Task description:
Once the line containing "const PROPTEST_SEED_ENV: &str" has been written out, stop; until then, restate each line of the entries below word for word from the first.

── Source material

#![allow(dead_code)]
#![allow(unused_imports)]
//! Shared integration test utilities.
//!
//! Import with:
//! ```
//! #[macro_use]
//! mod common;
//! use common::*;
//! ```

use coadapt::{ThreadDescriptor, ThreadQueue};
use proptest::prelude::ProptestConfig;
use proptest::test_runner::RngSeed;
use std::sync::Once;
use std::time::Duration;
use tracing_subscriber::fmt::format::FmtSpan;

static INIT_LOGGING: Once = Once::new();

/// Default seed for property tests when running under CI.
pub const DEFAULT_PROPTEST_SEED: u64 = 0x5EED_5EED;

const PROPTEST_SEED_ENV: &str = "COADAPT_PROPTEST_SEED";

/// Generous bound for anything that crosses threads.
pub const CROSS_THREAD_TIMEOUT: Duration = Duration::from_secs(10);

/// Build a ProptestConfig with deterministic seed support for CI.
#[must_use]
pub fn test_proptest_config(cases: u32) -> ProptestConfig {
    let mut config = ProptestConfig::with_cases(cases);
    if matches!(config.rng_seed, RngSeed::Random) {
        if let Some(seed) = read_proptest_seed() {
            config.rng_seed = RngSeed::Fixed(seed);
        }
    }
    config
}

fn read_proptest_seed() -> Option<u64> {
    if let Ok(value) = std::env::var(PROPTEST_SEED_ENV) {
        return value.parse::<u64>().ok();
    }
    if std::env::var("CI").is_ok() {
        return Some(DEFAULT_PROPTEST_SEED);
    }
    None
}

/// Initialize test logging with trace-level output.
pub fn init_test_logging() {
    init_test_logging_with_level(tracing::Level::TRACE);
}

/// Initialize test logging with a custom level.
pub fn init_test_logging_with_level(level: tracing::Level) {
    INIT_LOGGING.call_once(|| {
        let _ = tracing_subscriber::fmt()
            .with_max_level(level)
            .with_test_writer()
            .with_file(true)
            .with_line_number(true)
            .with_target(true)
            .with_thread_ids(true)
            .with_thread_names(true)
            .with_span_events(FmtSpan::CLOSE)
            .with_ansi(false)
            .try_init();
    });
}

/// Spawns a dedicated queue thread and returns it with its descriptor.
pub fn spawn_queue(name: &str) -> (ThreadQueue, ThreadDescriptor) {
    let queue = ThreadQueue::spawn(name).expect("failed to spawn queue thread");
    let descriptor = queue.descriptor();
    (queue, descriptor)
}

/// Log a test phase transition with a visual separator.
#[macro_export]
macro_rules! test_phase {
    ($name:expr) => {
        tracing::info!(phase = %$name, "========================================");
        tracing::info!(phase = %$name, "TEST PHASE: {}", $name);
        tracing::info!(phase = %$name, "========================================");
    };
}

/// Log a section within a test phase.
#[macro_export]
macro_rules! test_section {
    ($name:expr) => {
        tracing::debug!(section = %$name, "--- {} ---", $name);
    };
}

/// Log test completion with summary.
#[macro_export]
macro_rules! test_complete {
    ($name:expr) => {
        tracing::info!(test = %$name, "test completed successfully: {}", $name);
    };
    ($name:expr, $($key:ident = $value:expr),* $(,)?) => {
        tracing::info!(
            test = %$name,
            $($key = %$value,)*
            "test completed successfully: {}",
            $name
        );
    };
}

/// Log before assertions for context.
#[macro_export]
macro_rules! assert_with_log {
    ($cond:expr, $msg:expr, $expected:expr, $actual:expr) => {
        tracing::debug!(
            expected = ?$expected,
            actual = ?$actual,
            "Asserting: {}",
            $msg
        );
        assert!($cond, "{}: expected {:?}, got {:?}", $msg, $expected, $actual);
    };
}

/// Assert that an outcome is Ok with a specific value.
#[macro_export]
macro_rules! assert_outcome_ok {
    ($outcome:expr, $expected:expr) => {
        match $outcome {
            ::coadapt::Outcome::Ok(v) => assert_eq!(v, $expected),
            other => panic!("expected Outcome::Ok({:?}), got {:?}", $expected, other),
        }
    };
}

/// Assert that an outcome is Cancelled.
#[macro_export]
macro_rules! assert_outcome_cancelled {
    ($outcome:expr) => {
        match $outcome {
            ::coadapt::Outcome::Cancelled(_) => {}
            other => panic!("expected Outcome::Cancelled, got {:?}", other),
        }
    };
}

────

Output of the task:
#![allow(dead_code)]
#![allow(unused_imports)]
//! Shared integration test utilities.
//!
//! Import with:
//! ```
//! #[macro_use]
//! mod common;
//! use common::*;
//! ```

use coadapt::{ThreadDescriptor, ThreadQueue};
use proptest::prelude::ProptestConfig;
use proptest::test_runner::RngSeed;
use std::sync::Once;
use std::time::Duration;
use tracing_subscriber::fmt::format::FmtSpan;

static INIT_LOGGING: Once = Once::new();

/// Default seed for property tests when running under CI.
pub const DEFAULT_PROPTEST_SEED: u64 = 0x5EED_5EED;

const PROPTEST_SEED_ENV: &str = "COADAPT_PROPTEST_SEED";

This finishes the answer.